2 Dans son imposant opus, Le symbolique et le sacré. Théorie de la religion, Camille Tarot a tâché de montrer comment les notions de symbolique et de sacré ont polarisé les débats autour de la religion durant des décennies en France. Il note à juste titre la manière dont ces notions se sont trouvées à s’exclure mutuellement, à faire « mauvais ménage » : « Mauvais ménage en ce sens qu’ou bien ils (elles) fusionnent et le sacré absorbe le symbolique qu’on ne voit pas, ou bien le symbolique commence à s’autonomiser et alors, c’est nécessairement la séparation et on ne voit plus que l’un ou l’autre. Comme si, à partir du moment où on commence à les distinguer, il semblait impossible de les voir ensemble et que les uns polarisent leur regard (fasciné ?) sur l’un et les autres sur l’autre, en s’accusant mutuellement de cécité » [Tarot, 1999 : 586 [2]]. Or si ce constat est juste, la distinction entre symbolique et sacré est en elle-même insuffisante et incomplète, et c’est par un retour à l’œuvre de Mauss que l’on peut mieux voir les enjeux épistémologiques qui affleurent dans ces notions de symbolique et de sacré sous les traits de la topique et de l’énergétique.
3 Le choix de Georges Bataille et de Lévi-Strauss comme dignes héritiers de Mauss en matière de religion se justifie par le fait que ces derniers sont contemporains l’un de l’autre et qu’ils se sont tous deux explicitement inspirés de l’œuvre de Mauss. La Part maudite de Bataille voit le jour en 1949, tandis que le texte fondateur du structuralisme, l’« Introduction à l’œuvre de Marcel Mauss », sous la plume de Lévi-Strauss, ouvre le recueil Sociologie et anthropologie qui paraît l’année de la mort de Mauss, en 1950. Or pour avoir puisé à la même source, les pensées de Lévi-Strauss et de Bataille s’opposent radicalement, pratiquement terme à terme. C’est précisément cette opposition qui nous intéresse dans la mesure où elle révèle ce qui autrement resterait occulté si l’on en restait aux notions de symbolique et de sacré. En deçà du symbolique et du sacré, les travaux de Mauss permettent de saisir que Lévi-Strauss et Bataille radicalisent chacun un versant du religieux, qui la topique, qui l’énergétique. Mais c’est bien parce qu’ils se sont engagés entièrement sur un seul de ces versants que leurs théories font clairement apparaître les écueils qui n’ont cessé de faire échouer les théories de la religion depuis un siècle. Le concept de religion lui-même finit par disparaître chez nos auteurs, dissoute dans le symbolique et réduite à ses parties (dont évidemment le mythe) chez Lévi-Strauss, absorbée dans l’expérience indicible du sacré chez Bataille.
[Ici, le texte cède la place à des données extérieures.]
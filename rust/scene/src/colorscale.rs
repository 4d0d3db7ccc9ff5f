// This Source Code Form is subject to the terms of the Mozilla Public
// License, v. 2.0. If a copy of the MPL was not distributed with this
// file, You can obtain one at https://mozilla.org/MPL/2.0/.

//! Colorscales: named built-ins and catalog-defined stop lists.

use serde::Serialize;
use volmap_core::ColorscaleCatalog;

/// Built-in scale used when an image layer names no catalog scale.
pub const FALLBACK_COLORSCALE: &str = "greys";

/// One `[position, "rgb(r,g,b)"]` stop.
#[derive(Debug, Clone, PartialEq, Serialize)]
pub struct ColorStop(pub f64, pub String);

/// Either a renderer built-in referenced by name or an explicit stop list.
#[derive(Debug, Clone, PartialEq, Serialize)]
#[serde(untagged)]
pub enum Colorscale {
    Named(String),
    Stops(Vec<ColorStop>),
}

impl Colorscale {
    pub fn named(name: impl Into<String>) -> Self {
        Colorscale::Named(name.into())
    }
}

impl Default for Colorscale {
    fn default() -> Self {
        Colorscale::named(FALLBACK_COLORSCALE)
    }
}

/// Stops of a catalog scale, ordered by entry number. `None` when the
/// catalog does not define `name`.
pub fn resolve_colorscale(catalog: &ColorscaleCatalog, name: &str) -> Option<Vec<ColorStop>> {
    let entries = catalog.entries(name)?;
    Some(
        entries
            .into_iter()
            .map(|e| ColorStop(e.marker, format!("rgb({},{},{})", e.r, e.g, e.b)))
            .collect(),
    )
}

/// Colorscale for image surfaces, falling back to [`FALLBACK_COLORSCALE`].
pub fn image_colorscale(catalog: &ColorscaleCatalog, name: Option<&str>) -> Colorscale {
    match name.and_then(|n| resolve_colorscale(catalog, n)) {
        Some(stops) => Colorscale::Stops(stops),
        None => {
            tracing::debug!(scale = ?name, "Colorscale not in catalog, using {}", FALLBACK_COLORSCALE);
            Colorscale::default()
        }
    }
}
Une telle réduction n’a pas eu cours chez Mauss qui, bien qu’il eût mis de côté les travaux sur la religion et le sacré à partir de la mort de Durkheim en 1917 pour s’intéresser au don, n’a jamais renié les concepts de sacré et de religion, comme en témoigne le Manuel d’ethnographie [Mauss, 2002 : 285-360] composé à partir des notes de cours de ses étudiants entre 1926 et 1939. Après avoir suivi l’héritage de Mauss chez Bataille et Lévi-Strauss et insisté sur leurs limites respectives, il s’agira de suggérer comment un retour à Mauss peut permettre leur dépassement.
Topique et énergétique
4 S’interrogeant sur l’herméneutique par le biais de la psychanalyse, Paul Ricœur a découvert dans la théorie freudienne de l’interprétation du rêve deux niveaux de sens hétérogènes qu’il nomme « topique » et « énergétique ». Il trouve ainsi dans les concepts et notions mobilisés par Freud deux types qui se réfèrent qui au sens (topique), qui à la force (énergétique) et qui commandent chacun une herméneutique idoine. Pour se saisir des dimensions topiques du rêve, l’interprétation se fait exercice du soupçon, déconstruction, recherche de formes inconscientes et d’enjeux symboliques dissimulés. C’est le rêve comme récit, comme texte sans auteur ou dont l’auteur est l’inconscient. Or, écrit Ricœur, que le rêve ait un sens suppose aussi une énergétique latente : « Si le rêve est tiré vers le discours par son caractère de récit, son rapport au désir le rejette du côté de l’énergie, du conatus, de l’appétition, de la volonté de puissance, de la libido, ou comme on voudra dire. Ainsi, le rêve est-il, en tant qu’expression du désir, à la flexion du sens et de la force » [Ricœur, 1965 : 99]. Pareille distinction entre topique et énergétique affleure dans les travaux de Mauss sur la religion. Tandis que le structuralisme lévi-straussien se développe sur le versant topique, la pensée de Bataille plonge dans l’énergétique, notamment à partir du concept de sacré. La topique est de l’ordre de la discontinuité, de la forme, de la régularité, de la systématicité d’éléments compris suivant leurs écarts différentiels. Elle fonctionne sur le mode digital : on est là ou là, à l’intérieur ou à l’extérieur, dans le sacré ou le profane, dans tel ou tel clan, etc. L’énergétique est à l’inverse continuité, flux, brouillage des catégories, passage, singularité. Topique et énergétique engagent ainsi des méthodes hétérogènes, comme le montre à l’évidence la comparaison entre Lévi-Strauss et Bataille.
Du sacré au mana
5 La catégorie de sacré, on le sait, a été particulièrement mise à mal par la postérité, au point où il est hasardeux pour un auteur de l’utiliser aujourd’hui. Camille Tarot [2008] a raison lorsqu’il insiste sur le fait qu’il y aurait une part d’irréductibilité dans le sacré et qu’on ne saurait donc le liquider comme le voudraient certains. Mais qu’est-ce qui, dans le sacré, est irréductible ? Pour Tarot, suivant Girard, il s’agirait de la violence interne du groupe. On dira plutôt que c’est l’énergétique que contient le sacré qui est irréductible, dont la violence girardienne ne saurait être qu’une modalité.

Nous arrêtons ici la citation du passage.